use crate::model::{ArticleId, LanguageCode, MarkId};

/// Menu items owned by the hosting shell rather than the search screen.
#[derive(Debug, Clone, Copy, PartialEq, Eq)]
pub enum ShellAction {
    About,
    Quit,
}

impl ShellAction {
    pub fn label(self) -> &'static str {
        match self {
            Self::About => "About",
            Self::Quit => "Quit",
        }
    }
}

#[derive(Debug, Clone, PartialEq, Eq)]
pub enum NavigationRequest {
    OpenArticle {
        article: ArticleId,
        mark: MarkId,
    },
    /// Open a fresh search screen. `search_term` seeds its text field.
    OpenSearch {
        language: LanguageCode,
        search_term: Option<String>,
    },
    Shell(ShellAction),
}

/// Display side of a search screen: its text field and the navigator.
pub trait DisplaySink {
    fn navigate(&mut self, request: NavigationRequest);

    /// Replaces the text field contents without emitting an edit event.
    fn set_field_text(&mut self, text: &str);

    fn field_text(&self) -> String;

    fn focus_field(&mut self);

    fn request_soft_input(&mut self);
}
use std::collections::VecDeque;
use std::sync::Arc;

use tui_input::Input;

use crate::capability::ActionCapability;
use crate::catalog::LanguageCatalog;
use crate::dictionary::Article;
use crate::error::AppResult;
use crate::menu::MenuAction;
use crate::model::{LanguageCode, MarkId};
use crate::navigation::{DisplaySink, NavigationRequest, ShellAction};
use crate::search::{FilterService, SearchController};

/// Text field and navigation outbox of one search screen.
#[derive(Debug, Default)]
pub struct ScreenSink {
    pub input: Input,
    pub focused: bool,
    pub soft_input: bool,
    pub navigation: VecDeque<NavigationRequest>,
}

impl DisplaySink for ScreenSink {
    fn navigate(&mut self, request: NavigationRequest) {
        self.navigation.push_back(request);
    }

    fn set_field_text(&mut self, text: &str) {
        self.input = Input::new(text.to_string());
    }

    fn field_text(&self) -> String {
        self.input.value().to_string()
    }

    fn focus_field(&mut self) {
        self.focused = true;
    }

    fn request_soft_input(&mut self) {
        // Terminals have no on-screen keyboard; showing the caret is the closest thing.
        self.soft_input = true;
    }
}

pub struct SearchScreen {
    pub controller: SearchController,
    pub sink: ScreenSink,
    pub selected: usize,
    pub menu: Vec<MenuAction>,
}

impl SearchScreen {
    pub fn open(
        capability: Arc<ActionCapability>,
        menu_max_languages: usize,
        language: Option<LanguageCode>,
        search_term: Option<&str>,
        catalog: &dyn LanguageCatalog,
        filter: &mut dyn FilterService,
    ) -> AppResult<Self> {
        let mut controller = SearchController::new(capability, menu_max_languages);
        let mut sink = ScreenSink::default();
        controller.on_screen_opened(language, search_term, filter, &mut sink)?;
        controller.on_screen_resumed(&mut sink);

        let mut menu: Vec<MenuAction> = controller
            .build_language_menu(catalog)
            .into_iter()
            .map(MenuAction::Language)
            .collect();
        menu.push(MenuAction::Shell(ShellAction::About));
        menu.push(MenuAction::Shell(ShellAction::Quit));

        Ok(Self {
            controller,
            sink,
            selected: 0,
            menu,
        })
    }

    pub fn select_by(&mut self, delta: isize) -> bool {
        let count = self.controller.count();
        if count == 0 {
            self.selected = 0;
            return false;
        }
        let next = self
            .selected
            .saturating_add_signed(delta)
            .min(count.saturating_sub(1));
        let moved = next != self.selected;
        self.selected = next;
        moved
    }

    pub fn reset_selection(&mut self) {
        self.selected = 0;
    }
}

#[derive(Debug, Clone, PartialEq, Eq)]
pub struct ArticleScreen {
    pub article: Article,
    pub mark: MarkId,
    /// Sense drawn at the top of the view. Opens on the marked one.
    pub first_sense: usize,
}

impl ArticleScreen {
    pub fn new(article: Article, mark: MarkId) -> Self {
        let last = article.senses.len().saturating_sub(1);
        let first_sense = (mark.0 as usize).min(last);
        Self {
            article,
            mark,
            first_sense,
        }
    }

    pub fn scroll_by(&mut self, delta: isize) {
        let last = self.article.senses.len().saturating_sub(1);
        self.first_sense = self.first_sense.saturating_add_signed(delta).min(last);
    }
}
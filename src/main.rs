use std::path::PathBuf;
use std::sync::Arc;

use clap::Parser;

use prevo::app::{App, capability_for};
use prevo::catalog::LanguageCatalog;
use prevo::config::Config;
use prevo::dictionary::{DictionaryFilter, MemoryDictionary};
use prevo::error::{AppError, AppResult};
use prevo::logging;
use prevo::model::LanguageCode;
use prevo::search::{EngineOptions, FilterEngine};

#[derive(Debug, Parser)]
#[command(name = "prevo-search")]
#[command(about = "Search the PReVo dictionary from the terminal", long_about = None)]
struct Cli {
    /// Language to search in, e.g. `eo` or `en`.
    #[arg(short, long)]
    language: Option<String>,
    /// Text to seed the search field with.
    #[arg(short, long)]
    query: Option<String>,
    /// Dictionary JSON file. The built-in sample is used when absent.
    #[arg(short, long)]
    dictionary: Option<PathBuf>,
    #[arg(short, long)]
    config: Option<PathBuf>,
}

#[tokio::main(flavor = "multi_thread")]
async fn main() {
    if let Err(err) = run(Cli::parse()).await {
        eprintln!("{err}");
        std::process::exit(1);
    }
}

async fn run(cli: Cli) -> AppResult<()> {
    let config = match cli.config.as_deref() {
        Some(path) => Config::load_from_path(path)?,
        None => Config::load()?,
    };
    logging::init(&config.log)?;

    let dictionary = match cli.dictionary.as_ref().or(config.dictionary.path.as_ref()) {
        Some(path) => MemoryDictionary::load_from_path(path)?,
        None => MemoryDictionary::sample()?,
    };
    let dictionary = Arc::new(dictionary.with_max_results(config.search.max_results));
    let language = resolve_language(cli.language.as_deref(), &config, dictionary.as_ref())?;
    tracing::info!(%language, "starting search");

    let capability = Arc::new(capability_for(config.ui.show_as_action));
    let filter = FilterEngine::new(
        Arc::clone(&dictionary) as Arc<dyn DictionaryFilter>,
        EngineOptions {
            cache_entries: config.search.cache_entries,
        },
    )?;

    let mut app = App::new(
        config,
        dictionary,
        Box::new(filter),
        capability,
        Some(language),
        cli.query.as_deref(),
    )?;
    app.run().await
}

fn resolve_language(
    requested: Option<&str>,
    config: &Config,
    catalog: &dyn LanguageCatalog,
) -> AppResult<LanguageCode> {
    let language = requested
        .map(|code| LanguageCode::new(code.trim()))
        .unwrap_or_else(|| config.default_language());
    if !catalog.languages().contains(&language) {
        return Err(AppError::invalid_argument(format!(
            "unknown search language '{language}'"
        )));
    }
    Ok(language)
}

*Work instruction:*
Each line containing the word "SearchController" must be pulled from the listing and copied.

*Exercise result:*
use crate::search::{FilterService, SearchController};
    pub controller: SearchController,
        let mut controller = SearchController::new(capability, menu_max_languages);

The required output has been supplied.